In der zweiten Hälfte des Films kehrt ein klein wenig Ruhe ein. Das liegt vor allem an Bennis neuem Schulbetreuer Micha, der eigentlich mit gewalttätigen Jugendlichen arbeitet und selbst weiß, was unkontrollierte Wut bedeutet. Einmal, als Micha selbst in einer Situation ist, die seine Geduld herausfordert, drückt er seine Hände fest aneinander. Benni erkennt diese Geste sofort. Hier finden sich zwei, die sich verstehen und einander annehmen könnten. Nur leider ist auch hier eine Annäherung nur bis zu einem bestimmten Punkt möglich.
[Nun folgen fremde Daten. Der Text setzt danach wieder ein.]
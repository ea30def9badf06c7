//! End-to-end column-store tests: the command operations driven through
//! the dispatch registry against the in-memory engine.

use bytes::Bytes;
use trellis_common::KeyVal;
use trellis_store::engine::{Engine, MemoryEngine};
use trellis_store::registry::{self, Registry};
use trellis_store::wire;

fn args(items: &[&str]) -> Vec<Bytes> {
    items
        .iter()
        .map(|s| Bytes::copy_from_slice(s.as_bytes()))
        .collect()
}

/// Dispatches one command by name, the way the replicated apply path does:
/// fresh write transaction, abort on error.
fn dispatch(
    engine: &MemoryEngine,
    registry: &Registry,
    name: &str,
    arguments: &[&str],
) -> Result<Bytes, trellis_common::StoreError> {
    let handler = registry.get(name).expect("operation must be registered");
    let mut txn = engine.begin_write().unwrap();
    let result = handler(&args(arguments), txn.as_mut());
    if result.is_err() {
        txn.abort();
    }
    result
}

fn fetch(engine: &MemoryEngine, registry: &Registry, table: &str, row: &str) -> Vec<KeyVal> {
    let bytes = dispatch(engine, registry, registry::GET_ROW, &[row, table]).unwrap();
    wire::decode_columns(&bytes).unwrap()
}

#[test]
fn test_end_to_end_scenario() {
    let engine = MemoryEngine::new();
    let registry = Registry::new();

    // Two merge-writes accumulate columns.
    dispatch(&engine, &registry, registry::PUT_COLS, &["row1", "t", "x", "1"]).unwrap();
    dispatch(&engine, &registry, registry::PUT_COLS, &["row1", "t", "y", "2"]).unwrap();
    assert_eq!(
        fetch(&engine, &registry, "t", "row1"),
        vec![KeyVal::new("x", "1"), KeyVal::new("y", "2")]
    );

    // A row replacement drops the accumulated columns.
    dispatch(&engine, &registry, registry::PUT_ROW, &["row1", "t", "z", "3"]).unwrap();
    assert_eq!(
        fetch(&engine, &registry, "t", "row1"),
        vec![KeyVal::new("z", "3")]
    );

    // Deleting the row empties it; a second delete still succeeds.
    dispatch(&engine, &registry, registry::DEL_ROW, &["row1", "t"]).unwrap();
    assert!(fetch(&engine, &registry, "t", "row1").is_empty());
    dispatch(&engine, &registry, registry::DEL_ROW, &["row1", "t"]).unwrap();
    assert!(fetch(&engine, &registry, "t", "row1").is_empty());
}

#[test]
fn test_selective_fetch_in_column_order() {
    let engine = MemoryEngine::new();
    let registry = Registry::new();

    dispatch(
        &engine,
        &registry,
        registry::PUT_COLS,
        &["row", "t", "a", "1", "b", "2", "c", "3"],
    )
    .unwrap();

    let bytes = dispatch(&engine, &registry, registry::GET_COLS, &["row", "t", "c", "a"]).unwrap();
    let entries = wire::decode_columns(&bytes).unwrap();
    assert_eq!(entries, vec![KeyVal::new("a", "1"), KeyVal::new("c", "3")]);
}

#[test]
fn test_row_isolation_across_prefix_keys() {
    let engine = MemoryEngine::new();
    let registry = Registry::new();

    dispatch(&engine, &registry, registry::PUT_COLS, &["row", "t", "c", "short"]).unwrap();
    dispatch(&engine, &registry, registry::PUT_COLS, &["rowlong", "t", "c", "long"]).unwrap();

    assert_eq!(
        fetch(&engine, &registry, "t", "row"),
        vec![KeyVal::new("c", "short")]
    );
    assert_eq!(
        fetch(&engine, &registry, "t", "rowlong"),
        vec![KeyVal::new("c", "long")]
    );

    // Replacing one row must not disturb its prefix sibling.
    dispatch(&engine, &registry, registry::PUT_ROW, &["row", "t", "c", "replaced"]).unwrap();
    assert_eq!(
        fetch(&engine, &registry, "t", "rowlong"),
        vec![KeyVal::new("c", "long")]
    );
}

#[test]
fn test_failed_command_leaves_no_trace() {
    let engine = MemoryEngine::new();
    let registry = Registry::new();

    dispatch(&engine, &registry, registry::PUT_COLS, &["row", "t", "a", "1"]).unwrap();

    // Odd trailing count: rejected before the engine is touched.
    let err = dispatch(
        &engine,
        &registry,
        registry::PUT_ROW,
        &["row", "t", "b", "2", "dangling"],
    )
    .unwrap_err();
    assert!(matches!(
        err,
        trellis_common::StoreError::InvalidArguments(_)
    ));

    // The original row survives intact: no partial replacement.
    assert_eq!(
        fetch(&engine, &registry, "t", "row"),
        vec![KeyVal::new("a", "1")]
    );
}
Nora Fingscheidt schaffte es mit ihrem ersten Langspielfilm direkt in den Berlinale Wettbewerb, und auf Anhieb fallen einem gleich mehrere Kategorien ein, in denen „Systemsprenger“ sich für eine Auszeichnung qualifizieren könnte. Den Leidensweg der nach gängigen Maßstäben nicht zu sozialisierenden Benni ist minutiös beobachtet. Das Umfeld, von der Sozialarbeiterin Frau Bafané (großartig: Gabriela Maria Schmeide) über Bennis Mutter (erschreckend glaubwürdig: Lisa Hagmeister) bis hin zu jedem einzelnen der Kinder, denen man in den diversen Einrichtungen, durch die Benni hindurch wandert begegnet – für alle Stationen und jede Figur findet Nora Fingscheidt die richtigen Bilder und den richtigen Ton. Und für den ohnehin schon wunderbaren Albrecht Schuch ist der selbst zwischen Aggression und Sensibilität schwankende Schulbegleiter Micha eine absolute Paraderolle.
Natürlich ist die große Sensation des Films die Darstellung der Benni durch die zum Zeitpunkt der Dreharbeiten neunjährigen Helena Zengel. Und das nicht nur wenn sie laut wird und man nicht umhin kann, sich vor ihrer Energie zu fürchten. Auch in den ruhigen Momenten, oder sogar besonders dann, wirkt sie, als habe sie die emotionale Situation ihrer Figur völlig durchdrungen. In einer Szene spricht Benni am Telefon mit ihrer Mutter und erfährt, dass sie heute nicht wie besprochen zu Besuch kommen wird. Was dabei im Gesicht des Mädchens passiert, bricht einem schlichtweg das Herz.
Gemeinsam mit ihrer Hauptdarstellerin gelingt Nora Fingscheidt in „Systemsprenger“ etwas, das ihn besonders schwer zu ertragen macht: dass man für diese Benni trotz allem einen Platz in seinem Herzen findet. Dass man die Rettungsfantasien, die Micha ihr gegenüber entwickelt, durchaus nachvollziehen kann. Und man aber gleichzeitig weiß, dass es so einfach nicht funktionieren wird. Wenn Benni Michas kleinen Sohn auf den Arm nimmt – nein, wenn man ehrlich ist, das würde man nicht wollen. Gleichzeitig stellt der Film die eigentlich wichtige Frage in den Raum: wer sprengt hier wen, das Kind das System, oder vielleicht doch umgekehrt? Auf jeden Fall sprengt dieser Film den Berlinale Wettbewerb. Mit einer Wucht, die bisher mit keinem anderen Beitrag vergleichbar ist.